WORK TO COMPLETE.
Wherever "tracing" turns up in a line of the entries below, that line counts. Say how many such lines there are, with no other words.

*** Opening EXCERPTED DATA ***

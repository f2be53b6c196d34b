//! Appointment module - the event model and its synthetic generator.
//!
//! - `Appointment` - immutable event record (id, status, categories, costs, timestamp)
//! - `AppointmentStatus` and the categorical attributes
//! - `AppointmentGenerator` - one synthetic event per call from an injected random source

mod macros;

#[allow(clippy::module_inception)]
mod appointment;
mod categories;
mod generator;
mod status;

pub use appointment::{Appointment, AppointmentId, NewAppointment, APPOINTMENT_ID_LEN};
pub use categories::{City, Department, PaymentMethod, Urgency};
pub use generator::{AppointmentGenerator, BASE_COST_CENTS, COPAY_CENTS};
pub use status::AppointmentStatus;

*** Closing EXCERPTED DATA ***
*** Opening EXCERPTED DATA ***

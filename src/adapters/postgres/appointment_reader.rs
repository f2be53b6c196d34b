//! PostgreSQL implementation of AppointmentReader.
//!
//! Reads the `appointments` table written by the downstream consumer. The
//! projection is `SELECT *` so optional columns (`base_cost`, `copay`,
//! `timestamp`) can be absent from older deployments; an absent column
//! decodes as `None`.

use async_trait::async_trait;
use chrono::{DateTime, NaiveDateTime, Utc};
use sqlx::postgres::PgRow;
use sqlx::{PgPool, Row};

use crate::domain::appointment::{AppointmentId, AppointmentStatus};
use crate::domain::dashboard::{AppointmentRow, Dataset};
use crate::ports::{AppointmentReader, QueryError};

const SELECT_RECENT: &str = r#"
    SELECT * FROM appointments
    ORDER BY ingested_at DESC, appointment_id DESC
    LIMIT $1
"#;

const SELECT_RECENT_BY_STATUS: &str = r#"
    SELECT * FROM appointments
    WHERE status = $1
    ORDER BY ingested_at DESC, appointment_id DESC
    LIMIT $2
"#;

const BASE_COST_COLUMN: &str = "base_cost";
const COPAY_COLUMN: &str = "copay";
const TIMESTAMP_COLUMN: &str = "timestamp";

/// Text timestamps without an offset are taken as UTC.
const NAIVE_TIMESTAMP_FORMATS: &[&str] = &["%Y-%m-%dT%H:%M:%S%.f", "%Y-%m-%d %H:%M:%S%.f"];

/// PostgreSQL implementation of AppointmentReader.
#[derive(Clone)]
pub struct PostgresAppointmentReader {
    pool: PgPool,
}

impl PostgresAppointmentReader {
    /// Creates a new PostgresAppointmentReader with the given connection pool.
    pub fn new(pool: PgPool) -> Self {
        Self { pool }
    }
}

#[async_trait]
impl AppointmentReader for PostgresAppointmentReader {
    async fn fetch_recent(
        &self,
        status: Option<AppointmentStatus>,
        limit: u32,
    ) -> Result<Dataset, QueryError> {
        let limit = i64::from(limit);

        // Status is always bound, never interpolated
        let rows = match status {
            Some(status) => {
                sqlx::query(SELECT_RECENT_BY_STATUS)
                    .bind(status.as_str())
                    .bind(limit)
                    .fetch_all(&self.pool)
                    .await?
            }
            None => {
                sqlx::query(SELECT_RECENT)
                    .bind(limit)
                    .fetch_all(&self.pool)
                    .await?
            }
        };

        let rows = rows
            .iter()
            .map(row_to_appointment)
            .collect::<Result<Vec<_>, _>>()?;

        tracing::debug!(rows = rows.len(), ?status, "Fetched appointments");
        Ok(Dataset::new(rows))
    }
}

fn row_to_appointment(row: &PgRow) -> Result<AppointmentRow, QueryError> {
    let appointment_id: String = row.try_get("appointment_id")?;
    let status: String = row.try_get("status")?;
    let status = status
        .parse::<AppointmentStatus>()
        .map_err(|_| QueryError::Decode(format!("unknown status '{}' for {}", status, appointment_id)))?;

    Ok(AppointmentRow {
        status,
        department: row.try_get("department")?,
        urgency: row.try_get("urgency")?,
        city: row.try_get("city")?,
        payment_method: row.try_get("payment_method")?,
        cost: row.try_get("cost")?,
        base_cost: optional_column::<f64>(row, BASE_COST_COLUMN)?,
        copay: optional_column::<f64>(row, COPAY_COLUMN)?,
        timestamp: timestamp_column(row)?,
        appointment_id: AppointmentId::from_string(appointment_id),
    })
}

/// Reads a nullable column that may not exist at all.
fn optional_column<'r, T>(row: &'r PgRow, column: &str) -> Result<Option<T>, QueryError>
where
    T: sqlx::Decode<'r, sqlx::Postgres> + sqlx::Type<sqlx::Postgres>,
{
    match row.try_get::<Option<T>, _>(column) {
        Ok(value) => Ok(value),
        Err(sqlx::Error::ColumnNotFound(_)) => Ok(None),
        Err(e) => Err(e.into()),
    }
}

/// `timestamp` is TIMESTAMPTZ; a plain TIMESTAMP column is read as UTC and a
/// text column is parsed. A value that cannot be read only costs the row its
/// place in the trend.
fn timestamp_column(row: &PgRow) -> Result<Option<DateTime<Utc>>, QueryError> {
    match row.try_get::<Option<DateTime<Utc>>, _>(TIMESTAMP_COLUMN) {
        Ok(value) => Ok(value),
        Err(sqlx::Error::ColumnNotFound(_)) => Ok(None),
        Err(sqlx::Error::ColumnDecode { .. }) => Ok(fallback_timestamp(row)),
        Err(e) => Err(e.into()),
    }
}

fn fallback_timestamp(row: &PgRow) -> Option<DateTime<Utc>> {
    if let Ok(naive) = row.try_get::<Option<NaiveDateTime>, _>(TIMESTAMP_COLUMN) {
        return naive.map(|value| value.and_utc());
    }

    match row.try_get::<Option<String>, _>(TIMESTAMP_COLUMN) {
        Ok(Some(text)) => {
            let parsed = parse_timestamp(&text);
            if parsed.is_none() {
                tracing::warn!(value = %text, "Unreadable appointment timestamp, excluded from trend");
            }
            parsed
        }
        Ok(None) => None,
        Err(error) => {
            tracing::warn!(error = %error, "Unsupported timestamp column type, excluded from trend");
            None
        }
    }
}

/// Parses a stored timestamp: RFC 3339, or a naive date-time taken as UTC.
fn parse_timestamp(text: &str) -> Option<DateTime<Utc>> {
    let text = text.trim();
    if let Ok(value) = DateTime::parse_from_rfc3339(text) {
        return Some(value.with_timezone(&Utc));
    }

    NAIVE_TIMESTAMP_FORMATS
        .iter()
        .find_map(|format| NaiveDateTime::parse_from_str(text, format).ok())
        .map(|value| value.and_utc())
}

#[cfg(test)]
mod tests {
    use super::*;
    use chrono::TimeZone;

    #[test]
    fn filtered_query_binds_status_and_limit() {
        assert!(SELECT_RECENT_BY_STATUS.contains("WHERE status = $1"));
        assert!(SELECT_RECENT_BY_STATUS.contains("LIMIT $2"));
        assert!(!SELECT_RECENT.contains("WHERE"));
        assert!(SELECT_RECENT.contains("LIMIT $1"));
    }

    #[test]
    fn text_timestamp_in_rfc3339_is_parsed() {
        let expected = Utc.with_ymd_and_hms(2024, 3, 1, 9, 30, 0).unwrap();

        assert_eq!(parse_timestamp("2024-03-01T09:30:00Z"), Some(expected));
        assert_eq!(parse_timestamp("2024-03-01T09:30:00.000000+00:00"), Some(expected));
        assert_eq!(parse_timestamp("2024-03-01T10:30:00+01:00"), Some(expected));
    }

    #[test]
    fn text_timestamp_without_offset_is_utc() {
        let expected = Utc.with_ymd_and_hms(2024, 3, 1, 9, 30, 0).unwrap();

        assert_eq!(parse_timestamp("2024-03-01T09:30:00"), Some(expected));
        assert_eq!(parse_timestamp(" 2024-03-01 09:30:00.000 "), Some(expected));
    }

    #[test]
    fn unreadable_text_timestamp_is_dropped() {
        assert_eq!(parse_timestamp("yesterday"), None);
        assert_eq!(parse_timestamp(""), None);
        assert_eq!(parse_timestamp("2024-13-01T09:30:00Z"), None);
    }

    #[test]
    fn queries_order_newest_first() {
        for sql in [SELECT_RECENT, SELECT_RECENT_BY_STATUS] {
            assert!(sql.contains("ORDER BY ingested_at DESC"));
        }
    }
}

*** Closing EXCERPTED DATA ***
*** Opening EXCERPTED DATA ***

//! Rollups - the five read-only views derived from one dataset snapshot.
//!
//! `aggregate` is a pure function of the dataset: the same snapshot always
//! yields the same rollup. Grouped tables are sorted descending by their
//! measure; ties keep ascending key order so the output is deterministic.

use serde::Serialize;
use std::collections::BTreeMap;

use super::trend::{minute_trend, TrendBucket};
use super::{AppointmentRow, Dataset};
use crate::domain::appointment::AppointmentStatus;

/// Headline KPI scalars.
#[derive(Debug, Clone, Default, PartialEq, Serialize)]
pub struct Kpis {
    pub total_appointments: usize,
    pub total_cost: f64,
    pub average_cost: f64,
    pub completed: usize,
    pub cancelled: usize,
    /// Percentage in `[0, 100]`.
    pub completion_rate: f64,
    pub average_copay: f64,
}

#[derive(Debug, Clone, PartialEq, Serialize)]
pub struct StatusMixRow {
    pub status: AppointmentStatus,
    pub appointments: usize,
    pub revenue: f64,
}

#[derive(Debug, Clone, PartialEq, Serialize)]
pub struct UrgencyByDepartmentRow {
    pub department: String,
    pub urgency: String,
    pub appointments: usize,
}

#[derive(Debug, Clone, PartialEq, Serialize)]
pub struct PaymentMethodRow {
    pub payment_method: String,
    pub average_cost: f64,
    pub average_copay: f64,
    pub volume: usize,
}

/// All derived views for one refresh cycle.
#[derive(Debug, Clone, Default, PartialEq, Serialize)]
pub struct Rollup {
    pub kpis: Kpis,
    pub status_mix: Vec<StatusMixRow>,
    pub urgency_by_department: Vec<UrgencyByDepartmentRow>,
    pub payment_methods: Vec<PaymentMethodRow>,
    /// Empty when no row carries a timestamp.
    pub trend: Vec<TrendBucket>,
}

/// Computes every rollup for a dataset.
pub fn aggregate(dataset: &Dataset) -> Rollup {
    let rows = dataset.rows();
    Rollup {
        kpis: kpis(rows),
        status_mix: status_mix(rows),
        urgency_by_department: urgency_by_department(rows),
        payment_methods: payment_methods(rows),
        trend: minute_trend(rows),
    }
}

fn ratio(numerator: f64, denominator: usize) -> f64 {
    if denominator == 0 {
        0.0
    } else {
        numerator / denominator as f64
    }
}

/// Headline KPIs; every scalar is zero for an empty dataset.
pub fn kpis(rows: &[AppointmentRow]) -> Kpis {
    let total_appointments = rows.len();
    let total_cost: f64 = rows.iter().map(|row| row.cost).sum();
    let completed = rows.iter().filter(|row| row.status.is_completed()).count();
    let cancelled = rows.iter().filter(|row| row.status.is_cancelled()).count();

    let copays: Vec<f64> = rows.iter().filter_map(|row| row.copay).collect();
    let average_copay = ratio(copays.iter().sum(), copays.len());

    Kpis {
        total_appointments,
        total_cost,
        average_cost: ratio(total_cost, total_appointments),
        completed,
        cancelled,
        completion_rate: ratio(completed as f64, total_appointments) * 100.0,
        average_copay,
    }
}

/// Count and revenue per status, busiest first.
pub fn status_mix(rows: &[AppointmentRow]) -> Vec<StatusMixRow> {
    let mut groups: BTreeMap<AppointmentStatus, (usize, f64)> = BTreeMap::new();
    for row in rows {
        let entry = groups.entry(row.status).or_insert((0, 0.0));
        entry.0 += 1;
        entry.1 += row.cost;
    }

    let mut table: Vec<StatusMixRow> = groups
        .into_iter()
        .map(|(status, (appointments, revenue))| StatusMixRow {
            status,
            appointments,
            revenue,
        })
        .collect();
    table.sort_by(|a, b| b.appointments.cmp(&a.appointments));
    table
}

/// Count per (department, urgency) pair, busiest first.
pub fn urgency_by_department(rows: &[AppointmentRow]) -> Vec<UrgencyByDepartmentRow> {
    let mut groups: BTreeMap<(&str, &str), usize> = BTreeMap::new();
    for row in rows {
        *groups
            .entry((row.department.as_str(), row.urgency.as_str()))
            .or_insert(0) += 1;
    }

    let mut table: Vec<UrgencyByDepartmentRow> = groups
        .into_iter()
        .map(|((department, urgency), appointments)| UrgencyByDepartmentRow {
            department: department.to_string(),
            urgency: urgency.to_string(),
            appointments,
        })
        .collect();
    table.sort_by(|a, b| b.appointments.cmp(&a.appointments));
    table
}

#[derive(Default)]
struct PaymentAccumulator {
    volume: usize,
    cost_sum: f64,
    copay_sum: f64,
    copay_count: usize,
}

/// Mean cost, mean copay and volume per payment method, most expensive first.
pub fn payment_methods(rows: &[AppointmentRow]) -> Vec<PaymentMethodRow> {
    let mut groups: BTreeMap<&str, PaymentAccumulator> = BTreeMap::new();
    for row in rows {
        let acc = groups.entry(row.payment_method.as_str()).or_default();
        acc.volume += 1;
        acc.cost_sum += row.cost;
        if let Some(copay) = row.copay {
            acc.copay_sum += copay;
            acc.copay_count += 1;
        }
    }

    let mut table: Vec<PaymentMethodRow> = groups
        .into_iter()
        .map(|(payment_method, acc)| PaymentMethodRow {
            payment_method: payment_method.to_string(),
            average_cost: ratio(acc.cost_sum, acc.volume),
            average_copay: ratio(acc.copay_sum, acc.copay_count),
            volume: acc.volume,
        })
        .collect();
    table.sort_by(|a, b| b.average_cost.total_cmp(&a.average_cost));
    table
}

*** Closing EXCERPTED DATA ***

SOLUTION FOR THIS TASK.
3